L’évolution de Verdi

Réunir tous ces fragments au sein d’une dramaturgie musicale qui soit à la fois uniforme et cohérente n’a pas été chose aisée. Verdi évolue progressivement comme compositeur. Oberto, sa première œuvre, présente ainsi de nombreuses différences stylistiques avec d’autres écrites presque dix ans après, comme Luisa Miller ou Stiffelio. Comment choisir les morceaux nécessaires au scénario sans porter préjudice à l’homogénéité musicale de l’ensemble ? Deux considérations qui, finalement, ne se sont pas entrechoquées : l’atmosphère plus leggiero des premiers opéras s’accorde bien avec les idéaux élevés, les émotions directes et pures des jeunes personnages que l’on retrouve au début de Rivoluzione. Et à mesure que les conflits qui les opposent prennent de l’ampleur et que leurs caractères se troublent, nous puisons petit à petit dans les œuvres ultérieures, plus complexes à la fois sur le plan musical et dramaturgique.

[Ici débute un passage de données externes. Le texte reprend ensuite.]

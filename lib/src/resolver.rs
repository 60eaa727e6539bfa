//! Provides the ARP resolution engine
//!
//! A resolution is a single request/await/match exchange: one request frame
//! is broadcast, then frames are read off of the wire until a reply from the
//! requested host arrives or the deadline passes. Everything else arriving on
//! the raw socket is ordinary traffic and is skipped.

use derive_builder::Builder;
use pnet::util::MacAddr;
use serde::{Deserialize, Serialize};
use std::{
    io,
    net::Ipv4Addr,
    time::{Duration, Instant},
};

use crate::{
    error::{RArpLibError, Result},
    packet::{
        FRAME_LEN, RECV_BUFFER_LEN, Reader, Sender,
        arp_packet::{self, ArpMessage, LinkFrame},
        wire::Wire,
    },
};

/// The default time to wait for a reply, in milliseconds
pub const DEFAULT_TIMEOUT_MS: u64 = 3000;

/// Inputs to a single resolution
#[derive(Debug, Clone, Copy, PartialEq, Eq, Builder)]
#[builder(setter(into))]
pub struct ResolutionRequest {
    /// MAC address of the host performing the resolution
    pub source_mac: MacAddr,
    /// IPv4 address of the host performing the resolution
    pub source_ip: Ipv4Addr,
    /// IPv4 address being resolved
    pub target_ip: Ipv4Addr,
    /// Destination MAC of the outgoing frame, broadcast unless probing a
    /// known host directly
    #[builder(default = "MacAddr::broadcast()")]
    pub destination_mac: MacAddr,
}

impl ResolutionRequest {
    /// Returns builder for ResolutionRequest
    pub fn builder() -> ResolutionRequestBuilder {
        ResolutionRequestBuilder::default()
    }

    /// Returns the frame to transmit for this request
    pub fn to_raw(&self) -> [u8; FRAME_LEN] {
        let frame = LinkFrame::new(self.destination_mac, self.source_mac);
        let message =
            ArpMessage::request(self.source_mac, self.source_ip, self.target_ip);
        arp_packet::encode(&frame, &message)
    }
}

fn serialize_to_string<S, T>(
    val: &T,
    s: S,
) -> std::result::Result<S::Ok, S::Error>
where
    S: serde::Serializer,
    T: std::fmt::Display,
{
    s.serialize_str(&val.to_string())
}

fn deserialize_from_str<'de, D, T>(d: D) -> std::result::Result<T, D::Error>
where
    D: serde::Deserializer<'de>,
    T: std::str::FromStr,
    T::Err: std::fmt::Display,
{
    let s = String::deserialize(d)?;
    s.parse::<T>().map_err(serde::de::Error::custom)
}

/// Data structure representing a resolved host
#[derive(Debug, Clone, PartialEq, Eq, Serialize, Deserialize)]
pub struct Resolution {
    /// IPv4 of the host
    pub ip: Ipv4Addr,
    /// MAC address of the host
    #[serde(
        serialize_with = "serialize_to_string",
        deserialize_with = "deserialize_from_str"
    )]
    pub mac: MacAddr,
    /// Vendor of the host if known and requested
    pub vendor: String,
    /// Time between sending the request and accepting the reply
    pub latency_ms: u128,
}

impl Resolution {
    /// Returns a new Resolution without vendor information
    pub fn new(ip: Ipv4Addr, mac: MacAddr, latency: Duration) -> Self {
        Self {
            ip,
            mac,
            vendor: String::new(),
            latency_ms: latency.as_millis(),
        }
    }

    /// Fills in the vendor field from the OUI database
    pub fn with_vendor(mut self) -> Self {
        self.vendor = oui_data::lookup(&self.mac.to_string())
            .map(|v| v.organization().to_owned())
            .unwrap_or_default();
        self
    }
}

// Puts the request on the wire, treating any error or short write as fatal
pub(crate) fn transmit(
    sender: &mut dyn Sender,
    request: &ResolutionRequest,
) -> Result<()> {
    let pkt_buf = request.to_raw();

    let written = sender
        .send(&pkt_buf)
        .map_err(|e| RArpLibError::TransmitFailed(e.to_string()))?;

    if written != pkt_buf.len() {
        return Err(RArpLibError::TransmitFailed(format!(
            "short write: {} of {} bytes",
            written,
            pkt_buf.len()
        )));
    }

    log::debug!(
        "sent ARP request for {} to {}",
        request.target_ip,
        request.destination_mac
    );

    Ok(())
}

fn log_reply(frame: &LinkFrame, message: &ArpMessage) {
    log::debug!("accepted ARP reply:");
    log::debug!("  destination mac: {}", frame.destination);
    log::debug!("  source mac:      {}", frame.source);
    log::debug!("  operation:       {:?}", message.operation);
    log::debug!("  sender mac:      {}", message.sender_mac);
    log::debug!("  sender ip:       {}", message.sender_ip);
    log::debug!("  target mac:      {}", message.target_mac);
    log::debug!("  target ip:       {}", message.target_ip);
}

/// Performs one resolution over a borrowed sender and reader
///
/// Exactly one request is transmitted. Frames that do not decode as ARP, are
/// not replies, or are replies from some other host are discarded. Returns
/// the sender MAC of the first reply from `request.target_ip`, or
/// [`RArpLibError::ResolutionTimeout`] once `timeout` has elapsed.
///
/// # Errors
///
/// - [`RArpLibError::TransmitFailed`] if the request could not be sent
/// - [`RArpLibError::ReceiveFailed`] on any receive error other than an
///   interrupted call or a read timeout
/// - [`RArpLibError::ResolutionTimeout`] if no matching reply arrived
pub fn resolve(
    request: &ResolutionRequest,
    sender: &mut dyn Sender,
    reader: &mut dyn Reader,
    timeout: Duration,
) -> Result<MacAddr> {
    let deadline = Instant::now() + timeout;

    transmit(sender, request)?;

    let mut buffer = [0u8; RECV_BUFFER_LEN];

    loop {
        let remaining = deadline.saturating_duration_since(Instant::now());

        if remaining.is_zero() {
            log::debug!("timed out waiting for {}", request.target_ip);
            return Err(RArpLibError::ResolutionTimeout {
                target: request.target_ip,
                timeout,
            });
        }

        let len = match reader.receive(&mut buffer, remaining) {
            Ok(len) => len,
            Err(e) if e.kind() == io::ErrorKind::Interrupted => {
                buffer.fill(0);
                continue;
            }
            Err(e)
                if matches!(
                    e.kind(),
                    io::ErrorKind::TimedOut | io::ErrorKind::WouldBlock
                ) =>
            {
                continue;
            }
            Err(e) => return Err(RArpLibError::ReceiveFailed(e.to_string())),
        };

        let (frame, message) = match arp_packet::decode(&buffer[..len]) {
            Ok(decoded) => decoded,
            Err(rejection) => {
                log::trace!("discarding frame: {}", rejection);
                continue;
            }
        };

        if !message.is_reply_from(request.target_ip) {
            log::trace!(
                "discarding ARP {:?} from {}",
                message.operation,
                message.sender_ip
            );
            continue;
        }

        log_reply(&frame, &message);

        return Ok(message.sender_mac);
    }
}

/// Data structure representing an ARP resolver bound to a wire
#[derive(Clone, Builder)]
#[builder(setter(into))]
pub struct ARPResolver {
    /// Wire for reading and sending packets on the wire
    wire: Wire,
    /// How long to wait for a reply on each call
    #[builder(default = "Duration::from_millis(DEFAULT_TIMEOUT_MS)")]
    timeout: Duration,
}

impl ARPResolver {
    /// Returns builder for ARPResolver
    pub fn builder() -> ARPResolverBuilder {
        ARPResolverBuilder::default()
    }

    /// Resolves a single request. The wire's sender and reader are held for
    /// the whole exchange, so concurrent calls on one wire are serialized.
    /// Use the [`Dispatcher`](crate::dispatcher::Dispatcher) to resolve many
    /// addresses at once
    pub fn resolve(&self, request: &ResolutionRequest) -> Result<Resolution> {
        let mut reader = self.wire.1.lock()?;
        let mut sender = self.wire.0.lock()?;

        let started = Instant::now();

        let mac = resolve(request, &mut *sender, &mut *reader, self.timeout)?;

        Ok(Resolution::new(request.target_ip, mac, started.elapsed()))
    }
}

#[cfg(test)]
#[path = "./resolver_tests.rs"]
mod tests;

L’évolution de Verdi est un merveilleux aboutissement artistique. Et ce qui me frappe le plus, ce n’est pas tant l’évolution du musicien que celle de l’être humain. En traitant des sujets littéraires de plus en plus ambitieux, il est devenu ce grand artiste de renommée européenne tout en concervant l’ouverture d’esprit et l’authenticité de ses origines modestes. Bien sûr, tous ses opéras de jeunesse ne sont pas des chefs-d’œuvre exceptionnels et ses livrets n’ont pas toujours les plus grandes qualités littéraires, mais dans chaque œuvre, il y a un germe de sa croissance musicale et intellectuelle, un élément qui témoigne de sa recherche constante. Avec ce pasticcio, nous voulons mettre en lumière ces germes, dont certains sont même de véritables joyaux !

5. « O fatidica foresta » (Giovanna d’Arco)

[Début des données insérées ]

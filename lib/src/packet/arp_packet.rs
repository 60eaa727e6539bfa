//! Encodes and decodes Ethernet framed ARP messages
//!
//! Every field of an Ethernet/IPv4 ARP exchange is fixed width, so frames are
//! always exactly [`FRAME_LEN`] bytes and live on the stack:
//!
//! ```text
//! [dst mac:6][src mac:6][ethertype:2 = 0x0806]
//! [htype:2 = 1][ptype:2 = 0x0800][hlen:1 = 6][plen:1 = 4][op:2]
//! [sender mac:6][sender ip:4][target mac:6][target ip:4]
//! ```

use derive_builder::Builder;
use pnet::{
    packet::{
        MutablePacket,
        arp::{self, ArpHardwareTypes, ArpOperations},
        ethernet::{self, EtherType, EtherTypes},
    },
    util::MacAddr,
};
use std::net::Ipv4Addr;
use thiserror::Error;

use super::{ETH_HEADER_LEN, FRAME_LEN};

const HW_ADDR_LEN: u8 = 6;
const PROTO_ADDR_LEN: u8 = 4;

/// Reasons a buffer is not an Ethernet/IPv4 ARP frame. Most of these simply
/// mean the frame belongs to some other traffic on the segment
#[derive(Error, Debug, Clone, Copy, PartialEq, Eq)]
pub enum FrameRejection {
    /// Buffer is shorter than a full ARP frame
    #[error("frame is {len} bytes, expected at least {}", FRAME_LEN)]
    Truncated {
        /// Length of the rejected buffer
        len: usize,
    },

    /// Ethertype is not ARP
    #[error("ethertype {_0:#06x} is not ARP")]
    NotAddressResolution(u16),

    /// Hardware type is not Ethernet
    #[error("unsupported hardware type {_0}")]
    UnsupportedHardwareType(u16),

    /// Protocol type is not IPv4
    #[error("unsupported protocol type {_0:#06x}")]
    UnsupportedProtocolType(u16),

    /// Address length fields are not 6 and 4
    #[error("address lengths {hw}/{proto}, expected 6/4")]
    BadAddressLength {
        /// Hardware address length found in the frame
        hw: u8,
        /// Protocol address length found in the frame
        proto: u8,
    },

    /// Operation code is neither request nor reply
    #[error("unknown ARP operation {_0}")]
    UnknownOperation(u16),
}

/// ARP operation codes understood by this library
#[derive(Debug, Clone, Copy, PartialEq, Eq)]
pub enum ArpOperation {
    /// "Who has" - opcode 1
    Request,
    /// "Is at" - opcode 2
    Reply,
}

impl From<ArpOperation> for arp::ArpOperation {
    fn from(value: ArpOperation) -> Self {
        match value {
            ArpOperation::Request => ArpOperations::Request,
            ArpOperation::Reply => ArpOperations::Reply,
        }
    }
}

impl TryFrom<arp::ArpOperation> for ArpOperation {
    type Error = FrameRejection;

    fn try_from(value: arp::ArpOperation) -> Result<Self, Self::Error> {
        if value == ArpOperations::Request {
            Ok(Self::Request)
        } else if value == ArpOperations::Reply {
            Ok(Self::Reply)
        } else {
            Err(FrameRejection::UnknownOperation(value.0))
        }
    }
}

/// The Ethernet envelope around an ARP message. The ethertype is always ARP
#[derive(Debug, Clone, Copy, PartialEq, Eq)]
pub struct LinkFrame {
    /// Destination MAC, broadcast for ordinary requests
    pub destination: MacAddr,
    /// Source MAC
    pub source: MacAddr,
}

impl LinkFrame {
    /// Returns a new envelope
    pub fn new(destination: MacAddr, source: MacAddr) -> Self {
        Self {
            destination,
            source,
        }
    }

    /// The ethertype carried by every frame this library produces
    pub fn ethertype(&self) -> EtherType {
        EtherTypes::Arp
    }
}

/// A single Ethernet/IPv4 ARP message. Hardware and protocol types and their
/// lengths are constants of the protocol and so are not stored
#[derive(Debug, Clone, Copy, PartialEq, Eq, Builder)]
#[builder(setter(into))]
pub struct ArpMessage {
    /// Request or reply
    pub operation: ArpOperation,
    /// MAC address of the sender
    pub sender_mac: MacAddr,
    /// IPv4 address of the sender
    pub sender_ip: Ipv4Addr,
    /// MAC address of the target, all zero on a request
    #[builder(default = "MacAddr::zero()")]
    pub target_mac: MacAddr,
    /// IPv4 address of the target
    pub target_ip: Ipv4Addr,
}

impl ArpMessage {
    /// Returns builder for ArpMessage
    pub fn builder() -> ArpMessageBuilder {
        ArpMessageBuilder::default()
    }

    /// Returns a request asking who has `target_ip`
    pub fn request(
        sender_mac: MacAddr,
        sender_ip: Ipv4Addr,
        target_ip: Ipv4Addr,
    ) -> Self {
        Self {
            operation: ArpOperation::Request,
            sender_mac,
            sender_ip,
            target_mac: MacAddr::zero(),
            target_ip,
        }
    }

    /// Returns true if this is a reply in which `ip` announces its own MAC
    pub fn is_reply_from(&self, ip: Ipv4Addr) -> bool {
        self.operation == ArpOperation::Reply && self.sender_ip == ip
    }
}

/// Serializes the envelope followed by the message into a single frame
pub fn encode(frame: &LinkFrame, message: &ArpMessage) -> [u8; FRAME_LEN] {
    let mut pkt_buf = [0u8; FRAME_LEN];

    // buffer sizes are constant so neither of these can fail
    let mut pkt_eth = ethernet::MutableEthernetPacket::new(&mut pkt_buf)
        .expect("failed to generate ethernet packet");

    pkt_eth.set_destination(frame.destination);
    pkt_eth.set_source(frame.source);
    pkt_eth.set_ethertype(frame.ethertype());

    let mut pkt_arp = arp::MutableArpPacket::new(pkt_eth.payload_mut())
        .expect("failed to generate arp packet");

    pkt_arp.set_hardware_type(ArpHardwareTypes::Ethernet);
    pkt_arp.set_protocol_type(EtherTypes::Ipv4);
    pkt_arp.set_hw_addr_len(HW_ADDR_LEN);
    pkt_arp.set_proto_addr_len(PROTO_ADDR_LEN);
    pkt_arp.set_operation(message.operation.into());
    pkt_arp.set_sender_hw_addr(message.sender_mac);
    pkt_arp.set_sender_proto_addr(message.sender_ip);
    pkt_arp.set_target_hw_addr(message.target_mac);
    pkt_arp.set_target_proto_addr(message.target_ip);

    pkt_buf
}

/// Parses a frame off of the wire. Anything past the first [`FRAME_LEN`]
/// bytes (Ethernet padding) is ignored
pub fn decode(
    pkt: &[u8],
) -> Result<(LinkFrame, ArpMessage), FrameRejection> {
    // both views fit once a full frame is present, so the only way this
    // fails is a buffer shorter than FRAME_LEN
    let (eth, header) = pkt
        .get(..FRAME_LEN)
        .and_then(|bytes| {
            ethernet::EthernetPacket::new(bytes)
                .zip(arp::ArpPacket::new(&bytes[ETH_HEADER_LEN..]))
        })
        .ok_or(FrameRejection::Truncated { len: pkt.len() })?;

    let ethertype = eth.get_ethertype();

    if ethertype != EtherTypes::Arp {
        return Err(FrameRejection::NotAddressResolution(ethertype.0));
    }

    let hardware_type = header.get_hardware_type();

    if hardware_type != ArpHardwareTypes::Ethernet {
        return Err(FrameRejection::UnsupportedHardwareType(hardware_type.0));
    }

    let protocol_type = header.get_protocol_type();

    if protocol_type != EtherTypes::Ipv4 {
        return Err(FrameRejection::UnsupportedProtocolType(protocol_type.0));
    }

    let hw = header.get_hw_addr_len();
    let proto = header.get_proto_addr_len();

    if hw != HW_ADDR_LEN || proto != PROTO_ADDR_LEN {
        return Err(FrameRejection::BadAddressLength { hw, proto });
    }

    let operation = ArpOperation::try_from(header.get_operation())?;

    let frame = LinkFrame::new(eth.get_destination(), eth.get_source());

    let message = ArpMessage {
        operation,
        sender_mac: header.get_sender_hw_addr(),
        sender_ip: header.get_sender_proto_addr(),
        target_mac: header.get_target_hw_addr(),
        target_ip: header.get_target_proto_addr(),
    };

    Ok((frame, message))
}

#[cfg(test)]
#[doc(hidden)]
pub fn create_arp_reply(
    from_mac: MacAddr,
    from_ip: Ipv4Addr,
    to_mac: MacAddr,
    to_ip: Ipv4Addr,
) -> [u8; FRAME_LEN] {
    let message = ArpMessage {
        operation: ArpOperation::Reply,
        sender_mac: from_mac,
        sender_ip: from_ip,
        target_mac: to_mac,
        target_ip: to_ip,
    };

    encode(&LinkFrame::new(to_mac, from_mac), &message)
}

#[cfg(test)]
#[path = "./arp_packet_tests.rs"]
mod tests;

Rivoluzione a pour personnage central Laura, violoniste et militante. Nous pouvions donc difficilement laisser de côté Giovanna d’Arco, d’autant plus que l’œuvre de Verdi, il faut bien l’avouer, n’accorde que peu de place aux femmes qui mènent l’action. À l’exception de Violetta (une courtisane !) dans La traviata ou d’Azucena (la fille d’une sorcière !) dans Il trovatore, presque toutes les femmes se voient confinées dans un rôle passif : elles sont avant tout « l’amante fidèle de », « la fille innocente de », ou « la mère de ». C’est d’ailleurs ainsi que Laura nous apparaît tout d’abord. Le premier air qu’elle interprète, tiré de Luisa Miller, est une belle évocation de la femme éprise. En cours de soirée, pourtant, elle subit une métamorphose intérieure majeure, qui culminera dans le dramatique « O fatidica foresta » de Giovanna d’Arco : plongée dans des souvenirs de jeunesse, une femme s’interroge sur les sentiments qui sont les siens, avant que l’inévitable ne se produise et qu’elle ne doive gravir les dernières marches de son destin.